De cif-invoerprijzen worden geverifieerd aan de hand van de representatieve prijzen voor het betrokken product op de wereldmarkt of op de communautaire invoermarkt voor dat product.”
4.2.2.Ingevolge artikel 143, aanhef en sub b, van de GMO stelt de Commissie de uitvoeringsbepalingen vast, waarbij zij met name de producten waarop aanvullende invoerrechten zullen worden geheven en de overige criteria die voor de toepassing van artikel 141 nodig zijn, specificeert. Dit is geschied in Verordening (EG) nr. 1484/95, die is gewijzigd bij Verordening (EG) nr. 493/1999 van de Commissie.

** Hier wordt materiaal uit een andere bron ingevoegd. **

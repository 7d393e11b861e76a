//! Test entity and outcome types
//!
//! A [`Test`] couples a callable with the output captured from its single
//! isolated execution.

use std::fmt;
use std::str::FromStr;
use std::time::Duration;

/// Zero-argument callable returning a status (0 = pass)
pub type TestFn = Box<dyn Fn() -> i32>;

/// Position of a test in the registry (suite index, test index)
#[derive(Clone, Copy, Debug, PartialEq, Eq, Hash)]
pub struct TestId {
    pub suite: usize,
    pub test: usize,
}

impl TestId {
    pub fn new(suite: usize, test: usize) -> Self {
        Self { suite, test }
    }
}

impl fmt::Display for TestId {
    fn fmt(&self, f: &mut fmt::Formatter<'_>) -> fmt::Result {
        write!(f, "{}:{}", self.suite, self.test)
    }
}

impl FromStr for TestId {
    type Err = String;

    fn from_str(s: &str) -> Result<Self, Self::Err> {
        let (suite, test) = s
            .split_once(':')
            .ok_or_else(|| format!("malformed test id: {s}"))?;
        let suite = suite
            .trim()
            .parse()
            .map_err(|_| format!("malformed suite index: {suite}"))?;
        let test = test
            .trim()
            .parse()
            .map_err(|_| format!("malformed test index: {test}"))?;
        Ok(Self { suite, test })
    }
}

/// Outcome of a test as seen by the reporter
#[derive(Clone, Copy, Debug, PartialEq, Eq)]
pub enum TestOutcome {
    Passed,
    Failed(i32),
    NotRun,
}

impl TestOutcome {
    pub fn symbol(&self) -> &'static str {
        match self {
            TestOutcome::Passed => "✓",
            TestOutcome::Failed(_) => "✗",
            TestOutcome::NotRun => "○",
        }
    }

    pub fn is_success(&self) -> bool {
        matches!(self, TestOutcome::Passed)
    }
}

impl fmt::Display for TestOutcome {
    fn fmt(&self, f: &mut fmt::Formatter<'_>) -> fmt::Result {
        match self {
            TestOutcome::Passed => write!(f, "ok"),
            TestOutcome::Failed(_) => write!(f, "FAILED"),
            TestOutcome::NotRun => write!(f, "not run"),
        }
    }
}

/// A registered test and, once executed, its captured output
pub struct Test {
    name: String,
    func: TestFn,
    stdout: Option<Vec<u8>>,
    stderr: Option<Vec<u8>>,
    result: Option<i32>,
    duration: Duration,
}

impl Test {
    pub(crate) fn new(name: impl Into<String>, func: TestFn) -> Self {
        Self {
            name: name.into(),
            func,
            stdout: None,
            stderr: None,
            result: None,
            duration: Duration::ZERO,
        }
    }

    pub fn name(&self) -> &str {
        &self.name
    }

    /// Captured standard output, `None` if empty or not yet executed
    pub fn stdout(&self) -> Option<&[u8]> {
        self.stdout.as_deref()
    }

    /// Captured standard error, `None` if empty or not yet executed
    pub fn stderr(&self) -> Option<&[u8]> {
        self.stderr.as_deref()
    }

    /// Exit status of the test process, `None` until executed
    pub fn result(&self) -> Option<i32> {
        self.result
    }

    /// Wall time of the execution, zero until executed
    pub fn duration(&self) -> Duration {
        self.duration
    }

    pub fn is_executed(&self) -> bool {
        self.result.is_some()
    }

    pub fn outcome(&self) -> TestOutcome {
        match self.result {
            None => TestOutcome::NotRun,
            Some(0) => TestOutcome::Passed,
            Some(code) => TestOutcome::Failed(code),
        }
    }

    /// Call the test body in the current process
    pub(crate) fn invoke(&self) -> i32 {
        (self.func)()
    }

    /// Store the result of the single execution
    pub(crate) fn record(
        &mut self,
        result: i32,
        stdout: Option<Vec<u8>>,
        stderr: Option<Vec<u8>>,
        duration: Duration,
    ) {
        self.result = Some(result);
        self.stdout = stdout;
        self.stderr = stderr;
        self.duration = duration;
    }
}

impl fmt::Debug for Test {
    fn fmt(&self, f: &mut fmt::Formatter<'_>) -> fmt::Result {
        f.debug_struct("Test")
            .field("name", &self.name)
            .field("stdout", &self.stdout.as_ref().map(Vec::len))
            .field("stderr", &self.stderr.as_ref().map(Vec::len))
            .field("result", &self.result)
            .field("duration", &self.duration)
            .finish_non_exhaustive()
    }
}

impl fmt::Display for Test {
    fn fmt(&self, f: &mut fmt::Formatter<'_>) -> fmt::Result {
        write!(f, "{} {}", self.outcome().symbol(), self.name)?;
        if let Some(code) = self.result.filter(|c| *c != 0) {
            write!(f, " (exit {code})")?;
        }
        Ok(())
    }
}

4.2.3.Artikel 2, eerste lid, tweede gedachtestreepje, van Verordening (EG) nr. 1484/95 luidt na de wijziging in 1999 als volgt:
“de cif-invoerprijzen; in de zin van deze verordening zijn de elementen van de cif-invoerprijs: a) de fob-prijs in het land van oorsprong en b) de reële kosten van vervoer en verzekeringen tot op de plaats van binnenkomst in het douanegebied van de Gemeenschap;”

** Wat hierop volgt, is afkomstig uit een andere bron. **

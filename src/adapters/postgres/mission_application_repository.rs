//! PostgreSQL implementation of MissionApplicationRepository.
//!
//! Writes are single statements keyed by id and checked with
//! `rows_affected`, so the database serializes conflicting approve/delete
//! calls on the same row and a deleted row is never written again.

use async_trait::async_trait;
use chrono::{DateTime, Utc};
use sqlx::postgres::PgRow;
use sqlx::PgPool;

use super::mapping::{column, store_error, violation, Violation};
use crate::domain::foundation::{
    ApprovalStatus, DomainError, ErrorCode, MissionApplicationId, MissionId, Timestamp, UserId,
};
use crate::domain::mission_application::{MissionApplication, NewMissionApplication};
use crate::ports::MissionApplicationRepository;

#[derive(Clone)]
pub struct PostgresMissionApplicationRepository {
    pool: PgPool,
}

impl PostgresMissionApplicationRepository {
    pub fn new(pool: PgPool) -> Self {
        Self { pool }
    }
}

#[async_trait]
impl MissionApplicationRepository for PostgresMissionApplicationRepository {
    async fn create(
        &self,
        application: &NewMissionApplication,
    ) -> Result<MissionApplication, DomainError> {
        let row: Result<(i64,), sqlx::Error> = sqlx::query_as(
            r#"
            INSERT INTO mission_applications (mission_id, user_id, applied_date, approval_status)
            VALUES ($1, $2, $3, FALSE)
            RETURNING id
            "#,
        )
        .bind(application.mission_id.value())
        .bind(application.user_id.value())
        .bind(application.applied_date.as_datetime())
        .fetch_one(&self.pool)
        .await;

        match row {
            Ok((id,)) => Ok(MissionApplication::from_new(
                MissionApplicationId::from_raw(id),
                application.clone(),
            )),
            Err(e) => Err(match violation(&e) {
                Some(Violation::Unique(_)) => DomainError::new(
                    ErrorCode::DuplicateApplication,
                    "User has already applied to this mission",
                )
                .with_detail("mission_id", application.mission_id.to_string())
                .with_detail("user_id", application.user_id.to_string()),
                Some(Violation::ForeignKey(constraint)) if constraint.contains("user_id") => {
                    DomainError::user_not_found(application.user_id)
                }
                Some(Violation::ForeignKey(_)) => {
                    DomainError::mission_not_found(application.mission_id)
                }
                None => store_error("Failed to insert mission application", e),
            }),
        }
    }

    async fn find_by_id(
        &self,
        id: MissionApplicationId,
    ) -> Result<Option<MissionApplication>, DomainError> {
        let row = sqlx::query(
            r#"
            SELECT id, mission_id, user_id, applied_date, approval_status
            FROM mission_applications
            WHERE id = $1
            "#,
        )
        .bind(id.value())
        .fetch_optional(&self.pool)
        .await
        .map_err(|e| store_error("Failed to fetch mission application", e))?;

        row.as_ref().map(row_to_application).transpose()
    }

    async fn update_status(&self, application: &MissionApplication) -> Result<(), DomainError> {
        let result =
            sqlx::query("UPDATE mission_applications SET approval_status = $2 WHERE id = $1")
                .bind(application.id().value())
                .bind(application.approval_status().as_flag())
                .execute(&self.pool)
                .await
                .map_err(|e| store_error("Failed to update approval status", e))?;

        if result.rows_affected() == 0 {
            return Err(DomainError::application_not_found(application.id()));
        }

        Ok(())
    }

    async fn delete(&self, id: MissionApplicationId) -> Result<(), DomainError> {
        let result = sqlx::query("DELETE FROM mission_applications WHERE id = $1")
            .bind(id.value())
            .execute(&self.pool)
            .await
            .map_err(|e| store_error("Failed to delete mission application", e))?;

        if result.rows_affected() == 0 {
            return Err(DomainError::application_not_found(id));
        }

        Ok(())
    }
}

pub(crate) fn row_to_application(row: &PgRow) -> Result<MissionApplication, DomainError> {
    let applied_date: DateTime<Utc> = column(row, "applied_date")?;
    let approved: bool = column(row, "approval_status")?;

    Ok(MissionApplication::reconstitute(
        MissionApplicationId::from_raw(column(row, "id")?),
        MissionId::from_raw(column(row, "mission_id")?),
        UserId::from_raw(column(row, "user_id")?),
        Timestamp::from_datetime(applied_date),
        ApprovalStatus::from_flag(approved),
    ))
}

4.2.4.Artikel 3 van Verordening (EG) nr. 1484/95 luidt na de wijziging in 1999 als volgt:
“1. Het aanvullende invoerrecht wordt op basis van de cif-invoerprijs van de betrokken partij vastgesteld, overeenkomstig artikel 4.
2. Wanneer de cif-invoerprijs per 100 kg van een bepaalde partij hoger is dan de in artikel 2, lid 1, bedoelde representatieve prijs, dient de importeur de bevoegde instanties van de lidstaten van invoer ten minste de volgende bewijsstukken over te leggen:
- het koopcontract of een ander gelijkwaardig bewijsstuk,
- de verzekeringspolis,
- de factuur,
- het certificaat van oorsprong (in voorkomend geval),
- de vervoerovereenkomst,
- en, bij vervoer over zee, het cognossement.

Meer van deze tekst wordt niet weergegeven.